• **Exercise prompt**
Every record, from the first line to the last, needs to be given again exactly.

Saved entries
##########

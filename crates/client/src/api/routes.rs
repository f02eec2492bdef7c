//! Centralized API route table
//!
//! All endpoint paths live here so services stay consistent and a backend
//! path change touches one file. Paths are relative to the configured base
//! URL.

/// API version prefix shared by every route.
pub const API_V1: &str = "/api/v1";

/// Authentication endpoints.
pub mod auth {
    /// Admin login.
    pub const LOGIN: &str = "/api/v1/admin/auth/login";
    /// Access-token refresh.
    pub const REFRESH: &str = "/api/v1/admin/auth/refresh";
    /// Logout.
    pub const LOGOUT: &str = "/api/v1/admin/auth/logout";
}

/// Payment endpoints.
pub mod payments {
    /// Paged listing of registrations with payment state.
    pub const LIST: &str = "/api/v1/registration";
    /// Start a payment and obtain the provider redirect.
    pub const INITIATE: &str = "/api/v1/payment/initiate";
    /// Verify a completed transaction.
    pub const VERIFY: &str = "/api/v1/payment/verify";

    /// Details of a single payment.
    #[must_use]
    pub fn details(id: &str) -> String {
        format!("/api/v1/admin/payments/{id}")
    }
}

/// Dashboard endpoints.
pub mod dashboard {
    /// Aggregate statistics.
    pub const STATS: &str = "/api/v1/admin/dashboard/stats";
    /// Most recent registrations.
    pub const RECENT: &str = "/api/v1/admin/dashboard/recent";
    /// Registrations grouped by department.
    pub const DEPARTMENTS: &str = "/api/v1/admin/dashboard/departments";
}

/// Registration endpoints.
pub mod registration {
    /// Submit a new registration.
    pub const SUBMIT: &str = "/api/v1/registration";
    /// Verify a submitted registration.
    pub const VERIFY: &str = "/api/v1/registration/verify";
}

#[cfg(test)]
mod tests {
    use super::*;

    #[test]
    fn all_routes_are_versioned() {
        for route in [
            auth::LOGIN,
            auth::REFRESH,
            auth::LOGOUT,
            payments::LIST,
            payments::INITIATE,
            payments::VERIFY,
            dashboard::STATS,
            dashboard::RECENT,
            dashboard::DEPARTMENTS,
            registration::SUBMIT,
            registration::VERIFY,
        ] {
            assert!(route.starts_with(API_V1), "unversioned route: {route}");
        }
    }

    #[test]
    fn payment_details_interpolates_id() {
        assert_eq!(payments::details("tx-42"), "/api/v1/admin/payments/tx-42");
    }
}
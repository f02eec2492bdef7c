//! RegDesk client SDK
//!
//! HTTP client layer for the RegDesk platform. Every outbound call flows
//! through one request pipeline that attaches the current access token and
//! transparently recovers from expired credentials: the first rejected
//! request triggers a single token refresh, concurrent rejected requests
//! wait on that same refresh, and each is replayed once with the new token.
//! When a refresh fails terminally, the session is cleared and a single
//! session-ended event is broadcast for the embedding UI to act on.
//!
//! # Usage
//!
//! ```no_run
//! use regdesk_client::{ClientConfig, RegDesk};
//! use regdesk_common::auth::LoginCredentials;
//!
//! #[tokio::main]
//! async fn main() -> Result<(), Box<dyn std::error::Error>> {
//!     let client = RegDesk::new(ClientConfig::from_env()?)?;
//!
//!     // Restore a persisted session, if any
//!     client.initialize().await?;
//!
//!     if !client.auth().is_logged_in().await {
//!         client
//!             .auth()
//!             .login(&LoginCredentials {
//!                 email: "admin@example.com".to_string(),
//!                 password: "secret".to_string(),
//!             })
//!             .await?;
//!     }
//!
//!     // React to terminal session loss (e.g. route to the login screen)
//!     let mut events = client.events().subscribe();
//!     tokio::spawn(async move {
//!         while let Ok(event) = events.recv().await {
//!             println!("session event: {event:?}");
//!         }
//!     });
//!
//!     let stats = client.dashboard().stats().await?;
//!     println!("registrations: {}", stats.total_registrations);
//!
//!     Ok(())
//! }
//! ```

pub mod api;
pub mod config;
pub mod http;

use std::sync::Arc;

use regdesk_common::auth::{
    FileSessionBackend, RefreshCoordinator, Session, SessionBackend, SessionEvents, SessionStore,
};

use api::auth::RefreshEndpoint;
use api::{ApiClient, ApiError, AuthService, DashboardService, PaymentService, RegistrationService};
pub use config::ClientConfig;
use http::HttpClient;

/// A fully wired RegDesk client.
///
/// Owns the session store, the refresh coordinator, the request pipeline,
/// and one service per endpoint group. All of them share state by
/// reference, so any number of concurrent calls observe one session and at
/// most one refresh.
pub struct RegDesk {
    store: Arc<SessionStore>,
    events: SessionEvents,
    auth: AuthService,
    payments: PaymentService,
    registration: RegistrationService,
    dashboard: DashboardService,
}

impl RegDesk {
    /// Create a client with a file-backed session store at the configured
    /// path.
    ///
    /// # Errors
    /// Returns [`ApiError::Config`] if the HTTP transport cannot be built.
    pub fn new(config: ClientConfig) -> Result<Self, ApiError> {
        let backend: Arc<dyn SessionBackend> =
            Arc::new(FileSessionBackend::new(config.session_file.clone()));
        Self::with_backend(config, backend)
    }

    /// Create a client over a custom session backend.
    ///
    /// # Errors
    /// Returns [`ApiError::Config`] if the HTTP transport cannot be built.
    pub fn with_backend(
        config: ClientConfig,
        backend: Arc<dyn SessionBackend>,
    ) -> Result<Self, ApiError> {
        let store = Arc::new(SessionStore::new(backend));
        let events = SessionEvents::new();

        let http = HttpClient::builder()
            .timeout(config.timeout)
            .user_agent(config.user_agent.clone())
            .build()
            .map_err(ApiError::from)?;

        let transport = Arc::new(RefreshEndpoint::new(http.clone(), &config.base_url));
        let mut coordinator = RefreshCoordinator::new(transport, store.clone(), events.clone());
        if let Some(limit) = config.refresh_timeout {
            coordinator = coordinator.with_refresh_timeout(limit);
        }
        let coordinator = Arc::new(coordinator);

        let api = Arc::new(
            ApiClient::builder()
                .base_url(config.base_url.clone())
                .http(http)
                .store(store.clone())
                .coordinator(coordinator)
                .build()?,
        );

        Ok(Self {
            store: store.clone(),
            events,
            auth: AuthService::new(api.clone(), store),
            payments: PaymentService::new(api.clone()),
            registration: RegistrationService::new(api.clone()),
            dashboard: DashboardService::new(api),
        })
    }

    /// Restore a persisted session into memory.
    ///
    /// Call once on startup. Returns `true` when a session was restored.
    ///
    /// # Errors
    /// Returns [`ApiError::Storage`] if a stored record exists but cannot
    /// be read.
    pub async fn initialize(&self) -> Result<bool, ApiError> {
        self.store.initialize().await.map_err(ApiError::from)
    }

    /// Authentication operations.
    #[must_use]
    pub fn auth(&self) -> &AuthService {
        &self.auth
    }

    /// Payment operations.
    #[must_use]
    pub fn payments(&self) -> &PaymentService {
        &self.payments
    }

    /// Registration operations.
    #[must_use]
    pub fn registration(&self) -> &RegistrationService {
        &self.registration
    }

    /// Dashboard data.
    #[must_use]
    pub fn dashboard(&self) -> &DashboardService {
        &self.dashboard
    }

    /// Session event channel for the embedding UI layer.
    #[must_use]
    pub fn events(&self) -> &SessionEvents {
        &self.events
    }

    /// Current session snapshot, if signed in.
    pub async fn session(&self) -> Option<Session> {
        self.store.get().await
    }
}

impl std::fmt::Debug for RegDesk {
    fn fmt(&self, f: &mut std::fmt::Formatter<'_>) -> std::fmt::Result {
        f.debug_struct("RegDesk").finish_non_exhaustive()
    }
}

##########

• **Output of the task**
filename crates/client/src/api/routes.rs
repository f02eec2492bdef7c
//! Centralized API route table
//!
//! All endpoint paths live here so services stay consistent and a backend
//! path change touches one file. Paths are relative to the configured base
//! URL.

/// API version prefix shared by every route.
pub const API_V1: &str = "/api/v1";

/// Authentication endpoints.
pub mod auth {
    /// Admin login.
    pub const LOGIN: &str = "/api/v1/admin/auth/login";
    /// Access-token refresh.
    pub const REFRESH: &str = "/api/v1/admin/auth/refresh";
    /// Logout.
    pub const LOGOUT: &str = "/api/v1/admin/auth/logout";
}

/// Payment endpoints.
pub mod payments {
    /// Paged listing of registrations with payment state.
    pub const LIST: &str = "/api/v1/registration";
    /// Start a payment and obtain the provider redirect.
    pub const INITIATE: &str = "/api/v1/payment/initiate";
    /// Verify a completed transaction.
    pub const VERIFY: &str = "/api/v1/payment/verify";

    /// Details of a single payment.
    #[must_use]
    pub fn details(id: &str) -> String {
        format!("/api/v1/admin/payments/{id}")
    }
}

/// Dashboard endpoints.
pub mod dashboard {
    /// Aggregate statistics.
    pub const STATS: &str = "/api/v1/admin/dashboard/stats";
    /// Most recent registrations.
    pub const RECENT: &str = "/api/v1/admin/dashboard/recent";
    /// Registrations grouped by department.
    pub const DEPARTMENTS: &str = "/api/v1/admin/dashboard/departments";
}

/// Registration endpoints.
pub mod registration {
    /// Submit a new registration.
    pub const SUBMIT: &str = "/api/v1/registration";
    /// Verify a submitted registration.
    pub const VERIFY: &str = "/api/v1/registration/verify";
}

#[cfg(test)]
mod tests {
    use super::*;

    #[test]
    fn all_routes_are_versioned() {
        for route in [
            auth::LOGIN,
            auth::REFRESH,
            auth::LOGOUT,
            payments::LIST,
            payments::INITIATE,
            payments::VERIFY,
            dashboard::STATS,
            dashboard::RECENT,
            dashboard::DEPARTMENTS,
            registration::SUBMIT,
            registration::VERIFY,
        ] {
            assert!(route.starts_with(API_V1), "unversioned route: {route}");
        }
    }

    #[test]
    fn payment_details_interpolates_id() {
        assert_eq!(payments::details("tx-42"), "/api/v1/admin/payments/tx-42");
    }
}
repository f02eec2492bdef7c
//! RegDesk client SDK
//!
//! HTTP client layer for the RegDesk platform. Every outbound call flows
//! through one request pipeline that attaches the current access token and
//! transparently recovers from expired credentials: the first rejected
//! request triggers a single token refresh, concurrent rejected requests
//! wait on that same refresh, and each is replayed once with the new token.
//! When a refresh fails terminally, the session is cleared and a single
//! session-ended event is broadcast for the embedding UI to act on.
//!
//! # Usage
//!
//! ```no_run
//! use regdesk_client::{ClientConfig, RegDesk};
//! use regdesk_common::auth::LoginCredentials;
//!
//! #[tokio::main]
//! async fn main() -> Result<(), Box<dyn std::error::Error>> {
//!     let client = RegDesk::new(ClientConfig::from_env()?)?;
//!
//!     // Restore a persisted session, if any
//!     client.initialize().await?;
//!
//!     if !client.auth().is_logged_in().await {
//!         client
//!             .auth()
//!             .login(&LoginCredentials {
//!                 email: "admin@example.com".to_string(),
//!                 password: "secret".to_string(),
//!             })
//!             .await?;
//!     }
//!
//!     // React to terminal session loss (e.g. route to the login screen)
//!     let mut events = client.events().subscribe();
//!     tokio::spawn(async move {
//!         while let Ok(event) = events.recv().await {
//!             println!("session event: {event:?}");
//!         }
//!     });
//!
//!     let stats = client.dashboard().stats().await?;
//!     println!("registrations: {}", stats.total_registrations);
//!
//!     Ok(())
//! }
//! ```

pub mod api;
pub mod config;
pub mod http;

use std::sync::Arc;

use regdesk_common::auth::{
    FileSessionBackend, RefreshCoordinator, Session, SessionBackend, SessionEvents, SessionStore,
};

use api::auth::RefreshEndpoint;
use api::{ApiClient, ApiError, AuthService, DashboardService, PaymentService, RegistrationService};
pub use config::ClientConfig;
use http::HttpClient;

/// A fully wired RegDesk client.
///
/// Owns the session store, the refresh coordinator, the request pipeline,
/// and one service per endpoint group. All of them share state by
/// reference, so any number of concurrent calls observe one session and at
/// most one refresh.
pub struct RegDesk {
    store: Arc<SessionStore>,
    events: SessionEvents,
    auth: AuthService,
    payments: PaymentService,
    registration: RegistrationService,
    dashboard: DashboardService,
}

impl RegDesk {
    /// Create a client with a file-backed session store at the configured
    /// path.
    ///
    /// # Errors
    /// Returns [`ApiError::Config`] if the HTTP transport cannot be built.
    pub fn new(config: ClientConfig) -> Result<Self, ApiError> {
        let backend: Arc<dyn SessionBackend> =
            Arc::new(FileSessionBackend::new(config.session_file.clone()));
        Self::with_backend(config, backend)
    }

    /// Create a client over a custom session backend.
    ///
    /// # Errors
    /// Returns [`ApiError::Config`] if the HTTP transport cannot be built.
    pub fn with_backend(
        config: ClientConfig,
        backend: Arc<dyn SessionBackend>,
    ) -> Result<Self, ApiError> {
        let store = Arc::new(SessionStore::new(backend));
        let events = SessionEvents::new();

        let http = HttpClient::builder()
            .timeout(config.timeout)
            .user_agent(config.user_agent.clone())
            .build()
            .map_err(ApiError::from)?;

        let transport = Arc::new(RefreshEndpoint::new(http.clone(), &config.base_url));
        let mut coordinator = RefreshCoordinator::new(transport, store.clone(), events.clone());
        if let Some(limit) = config.refresh_timeout {
            coordinator = coordinator.with_refresh_timeout(limit);
        }
        let coordinator = Arc::new(coordinator);

        let api = Arc::new(
            ApiClient::builder()
                .base_url(config.base_url.clone())
                .http(http)
                .store(store.clone())
                .coordinator(coordinator)
                .build()?,
        );

        Ok(Self {
            store: store.clone(),
            events,
            auth: AuthService::new(api.clone(), store),
            payments: PaymentService::new(api.clone()),
            registration: RegistrationService::new(api.clone()),
            dashboard: DashboardService::new(api),
        })
    }

    /// Restore a persisted session into memory.
    ///
    /// Call once on startup. Returns `true` when a session was restored.
    ///
    /// # Errors
    /// Returns [`ApiError::Storage`] if a stored record exists but cannot
    /// be read.
    pub async fn initialize(&self) -> Result<bool, ApiError> {
        self.store.initialize().await.map_err(ApiError::from)
    }

    /// Authentication operations.
    #[must_use]
    pub fn auth(&self) -> &AuthService {
        &self.auth
    }

    /// Payment operations.
    #[must_use]
    pub fn payments(&self) -> &PaymentService {
        &self.payments
    }

    /// Registration operations.
    #[must_use]
    pub fn registration(&self) -> &RegistrationService {
        &self.registration
    }

    /// Dashboard data.
    #[must_use]
    pub fn dashboard(&self) -> &DashboardService {
        &self.dashboard
    }

    /// Session event channel for the embedding UI layer.
    #[must_use]
    pub fn events(&self) -> &SessionEvents {
        &self.events
    }

    /// Current session snapshot, if signed in.
    pub async fn session(&self) -> Option<Session> {
        self.store.get().await
    }
}

impl std::fmt::Debug for RegDesk {
    fn fmt(&self, f: &mut std::fmt::Formatter<'_>) -> std::fmt::Result {
        f.debug_struct("RegDesk").finish_non_exhaustive()
    }
}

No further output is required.